Nesse ponto, somos confrontados em uma posição estranha em Jornada
nas Estrelas: acabamos ficando mais do lado da dra. Crusher do
que do capitão Picard, que defende abertamente o modo de vida
Klingon como uma opção viável para Riker, e advoga que Beverly
devesse dar a Worf a chance de optar pelo tratamento experimental.
Claro que isso não faz com que Jean-Luc seja um "vilão"

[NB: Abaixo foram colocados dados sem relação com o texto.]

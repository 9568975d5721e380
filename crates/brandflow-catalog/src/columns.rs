use brandflow_types::{AccountMode, Align, ColumnCategory, ColumnDef, ColumnPreset, Error, Result};

const ALL: &[AccountMode] = &AccountMode::ALL_ACTIVE;
const SELLER: &[AccountMode] = &[AccountMode::Seller];
const VENDOR: &[AccountMode] = &[AccountMode::Vendor];
const SELLER_SIDE: &[AccountMode] = &[AccountMode::Seller, AccountMode::Both];
const VENDOR_SIDE: &[AccountMode] = &[AccountMode::Vendor, AccountMode::Both];

/// Columns that every view keeps, even after "Clear All"
pub const LOCKED_COLUMNS: &[&str] = &["product", "productScore"];

const COLUMN_DEFINITIONS: &[ColumnDef] = &[
    ColumnDef::metric("product", "Product", ColumnCategory::Product, ALL)
        .aligned(Align::Left)
        .sticky(48),
    ColumnDef::metric("productScore", "Product Score", ColumnCategory::Score, ALL)
        .aligned(Align::Center),
    // Revenue
    ColumnDef::metric("price", "Price", ColumnCategory::Revenue, ALL),
    ColumnDef::metric("sales", "Sales", ColumnCategory::Revenue, ALL),
    ColumnDef::metric("profit", "Profit", ColumnCategory::Revenue, SELLER_SIDE),
    ColumnDef::metric("organicSales", "Organic Sales", ColumnCategory::Revenue, SELLER_SIDE),
    ColumnDef::metric("shippedRevenue", "Shipped Revenue", ColumnCategory::Revenue, VENDOR_SIDE),
    // Advertising
    ColumnDef::metric("adSales", "Ad Sales", ColumnCategory::Advertising, ALL),
    ColumnDef::metric("adSpend", "Ad Spend", ColumnCategory::Advertising, ALL),
    ColumnDef::metric("acos", "ACoS", ColumnCategory::Advertising, ALL),
    ColumnDef::metric("roas", "ROAS", ColumnCategory::Advertising, ALL),
    ColumnDef::metric("impressions", "Impressions", ColumnCategory::Advertising, SELLER_SIDE),
    ColumnDef::metric("clicks", "Clicks", ColumnCategory::Advertising, ALL),
    // Orders
    ColumnDef::metric("orderCount", "Order Count", ColumnCategory::Orders, SELLER_SIDE),
    ColumnDef::metric("units", "Units", ColumnCategory::Orders, ALL),
    ColumnDef::metric("shippedUnits", "Shipped Units", ColumnCategory::Orders, VENDOR_SIDE),
    // Performance
    ColumnDef::metric("productCost", "Product Cost", ColumnCategory::Performance, SELLER),
    ColumnDef::metric("fbaFee", "FBA Fee", ColumnCategory::Performance, SELLER),
    ColumnDef::metric("referralFee", "Referral Fee", ColumnCategory::Performance, SELLER),
    ColumnDef::metric("totalFees", "Total Fees", ColumnCategory::Performance, SELLER_SIDE),
    ColumnDef::metric("buyBoxPercent", "Buy Box %", ColumnCategory::Performance, SELLER_SIDE),
    ColumnDef::metric(
        "vendorConfirmationRate",
        "Vendor Confirmation Rate",
        ColumnCategory::Performance,
        VENDOR_SIDE,
    ),
    // Traffic
    ColumnDef::metric("sessions", "Sessions", ColumnCategory::Traffic, ALL),
    ColumnDef::metric("pageViews", "Page Views", ColumnCategory::Traffic, ALL),
    // Inventory
    ColumnDef::metric("availableQuantity", "Available Quantity", ColumnCategory::Inventory, SELLER),
    ColumnDef::metric(
        "sellableOnHand",
        "Sellable On Hand",
        ColumnCategory::Inventory,
        VENDOR,
    ),
];

const PRESETS: &[ColumnPreset] = &[
    ColumnPreset {
        name: "Revenue",
        category: ColumnCategory::Revenue,
    },
    ColumnPreset {
        name: "Advertising",
        category: ColumnCategory::Advertising,
    },
    ColumnPreset {
        name: "Orders",
        category: ColumnCategory::Orders,
    },
    ColumnPreset {
        name: "Performance",
        category: ColumnCategory::Performance,
    },
    ColumnPreset {
        name: "Traffic",
        category: ColumnCategory::Traffic,
    },
    ColumnPreset {
        name: "Inventory",
        category: ColumnCategory::Inventory,
    },
];

pub fn all_columns() -> &'static [ColumnDef] {
    COLUMN_DEFINITIONS
}

/// Columns available in a mode, in registry order
pub fn columns_for(mode: AccountMode) -> Vec<&'static ColumnDef> {
    COLUMN_DEFINITIONS
        .iter()
        .filter(|col| col.is_available_in(mode))
        .collect()
}

pub fn column(id: &str) -> Option<&'static ColumnDef> {
    COLUMN_DEFINITIONS.iter().find(|col| col.id == id)
}

pub fn is_locked(id: &str) -> bool {
    LOCKED_COLUMNS.contains(&id)
}

pub fn presets() -> &'static [ColumnPreset] {
    PRESETS
}

/// Look up a preset by name, ignoring case
pub fn preset(name: &str) -> Result<&'static ColumnPreset> {
    PRESETS
        .iter()
        .find(|p| p.name.eq_ignore_ascii_case(name.trim()))
        .ok_or_else(|| Error::UnknownPreset(name.to_string()))
}

#[cfg(test)]
mod tests {
    use super::*;

    #[test]
    fn locked_columns_exist_everywhere() {
        for mode in AccountMode::ALL_ACTIVE {
            let ids: Vec<_> = columns_for(mode).iter().map(|c| c.id).collect();
            for locked in LOCKED_COLUMNS {
                assert!(ids.contains(locked), "{} missing in {}", locked, mode);
            }
        }
    }

    #[test]
    fn no_columns_without_account() {
        assert!(columns_for(AccountMode::None).is_empty());
    }

    #[test]
    fn preset_lookup_ignores_case() {
        assert_eq!(preset("advertising").unwrap().category, ColumnCategory::Advertising);
        assert_eq!(preset(" Revenue ").unwrap().name, "Revenue");
        assert_eq!(
            preset("Margins").unwrap_err(),
            Error::UnknownPreset("Margins".to_string())
        );
    }

    #[test]
    fn every_preset_has_columns_in_some_mode() {
        for p in presets() {
            assert!(
                COLUMN_DEFINITIONS.iter().any(|c| c.category == p.category),
                "preset {} is empty",
                p.name
            );
        }
    }
}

da história (papel claramente atribuído à dra. Russell,
principalmente na cena em que ela "mata" um paciente ao
usar um tratamento experimental), mas nos deixa na cômoda situação
de vê-lo se equivocar --o que é muito raro ao longo da série.
Embora ele tome posições muito sensatas e aparentemente defensáveis,
é óbvio que ele desprezou dois fatores fundamentais. Com Beverly,
jogou a ética médica pela latrina, julgando-a flexível o
suficiente para adaptar-se ao modo de vida Klingon. Fosse isso
verdade, não seria necessário nenhum esforço para tratar Worf --Klingons
desprezam feridos como ele, e o procedimento correto seria ajudá-lo
a se matar.
Com Riker, colocou os direitos individuais de Worf à sua própria
morte acima dos interesses da nave e de sua tripulação, que
perderia um amigo querido, um colega e um oficial competente, que
poderia muito bem recuperar suas funções ao usar os implantes que
devolveriam 60% de sua mobilidade.
E se Picard teve a perder defendendo essas posições, quem saiu
ganhando mais, de longe, foi Beverly Crusher. Normalmente relegada a
um papel nulo ao longo dos episódios, "Ethics"
representou um momento especial para a doutora, que pôde mostrar
todos os seus princípios médicos, sua integridade de caráter e
sua competência. Gates McFadden não perde a oportunidade e nos dá
uma de suas melhores interpretações. A frustração de Beverly ao
perder Worf na sala de cirurgia é indescritível.
"Ethics" não tem os tiroteios de "The Best
of Both Worlds", as complexidades técnicas de "Yesterday's
Enterprise", a nostalgia de "Unification"
ou a trama política de "Redemption".
Mesmo assim, torna-se um episódio especialíssimo pela verdade das
questões que discute e a honestidade e o discernimento com que as
discute. Mais que uma hora de Jornada nas Estrelas, é um
aviso para médicos, cientistas e opinião pública. É o franchise
exercendo seu papel na sociedade, como idealizava seu criador, Gene
Roddenberry.
Citações:
Worf - "Doctor,
I will not attempt to leave sickbay without your approval. The
restraining field is not necessary."
("Doutora, eu não tentarei sair da enfermaria sem sua aprovação.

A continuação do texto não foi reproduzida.